Cela suppose aussi qu’un certain nombre de frais d’équipement, de secrétariat et d’assurance professionnelle soient pris en charge par l’assurance maladie.
Avez-vous quelques bonnes raisons de penser que l’après-Covid-19 sera différent de l’avant ?
Les paroles du président de la République sur une santé devant échapper aux lois du marché, sur la gratuité des soins « une chance et pas une charge », sur le jour d’après qui ne sera pas un retour au jour d’avant, avaient soulevé l’espoir d’un changement de cap. On espérait à la fois moins de logique commerciale et moins de bureaucratie, la fin de l’hôpital-entreprise vendant des séjours, la complémentarité à la place de la concurrence pour répondre à des besoins et non pour chercher à gagner des parts de marché…

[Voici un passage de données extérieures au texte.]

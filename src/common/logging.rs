//! Logging and tracing configuration
//!
//! Console output goes to stderr so it never interleaves with the test report.
//! An optional log file captures the full request/poll trace of a run.

use std::path::Path;
use tracing_appender::non_blocking::WorkerGuard;
use tracing_subscriber::{fmt, layer::SubscriberExt, util::SubscriberInitExt, EnvFilter};

/// Initialize tracing for the CLI
///
/// Logs are controlled by the `RUST_LOG` environment variable.
/// Default level is INFO for this crate (DEBUG when verbose), WARN for dependencies.
///
/// When `log_file` is given, a second layer writes the same events to that
/// file without colors. The returned guard must be held until the run finishes so
/// buffered lines are flushed.
pub fn init_cli(verbose: bool, log_file: Option<&Path>) -> Option<WorkerGuard> {
    let filter = EnvFilter::try_from_default_env().unwrap_or_else(|_| {
        if verbose {
            EnvFilter::new("aloe=debug,warn")
        } else {
            EnvFilter::new("aloe=info,warn")
        }
    });

    let stderr_layer = fmt::layer()
        .with_writer(std::io::stderr)
        .with_target(false)
        .with_thread_ids(false)
        .compact();

    let file = log_file.and_then(|path| match open_log_file(path) {
        Ok(file) => Some(file),
        Err(e) => {
            eprintln!(
                "Warning: Could not open log file '{}': {}",
                path.display(),
                e
            );
            None
        }
    });

    let (file_layer, guard) = match file {
        Some(file) => {
            let (writer, guard) = tracing_appender::non_blocking(file);
            let layer = fmt::layer()
                .with_writer(writer)
                .with_ansi(false)
                .with_target(true)
                .with_thread_ids(true);
            (Some(layer), Some(guard))
        }
        None => (None, None),
    };

    tracing_subscriber::registry()
        .with(filter)
        .with(stderr_layer)
        .with(file_layer)
        .init();

    guard
}

fn open_log_file(path: &Path) -> std::io::Result<std::fs::File> {
    if let Some(parent) = path.parent() {
        if !parent.as_os_str().is_empty() {
            std::fs::create_dir_all(parent)?;
        }
    }
    std::fs::OpenOptions::new()
        .create(true)
        .append(true)
        .open(path)
}

#[cfg(test)]
mod tests {
    use super::*;

    #[test]
    fn test_log_file_parent_is_created() {
        let dir = tempfile::tempdir().unwrap();
        let path = dir.path().join("logs").join("run.log");

        open_log_file(&path).unwrap();
        assert!(path.exists());
    }

    #[test]
    fn test_unwritable_log_file_is_an_error() {
        let dir = tempfile::tempdir().unwrap();
        let blocker = dir.path().join("not-a-dir");
        std::fs::write(&blocker, "").unwrap();

        assert!(open_log_file(&blocker.join("run.log")).is_err());
    }
}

Nous étions optimistes jusqu’à la lecture du document officiel convoquant le Ségur de la santé où ne figure pas une fois le mot « public » – ni hôpital public, ni service public hospitalier –, et jusqu’au discours du Premier ministre lors de l’inauguration du Ségur. Pas question de changer de cap, il s’agit seulement d’accélérer…
Faudra-t-il attendre la deuxième vague ou la prochaine pandémie pour qu’enfin les gouvernants comprennent que la santé est un bien commun ni privatisable ni étatisable ? Professionnels et usagers devraient s’unir pour les y aider et, en tout cas, pour imposer que la santé soit au cœur du futur débat présidentiel (voir le programme des Jours heureux sur le site des éditions Odile Jacob).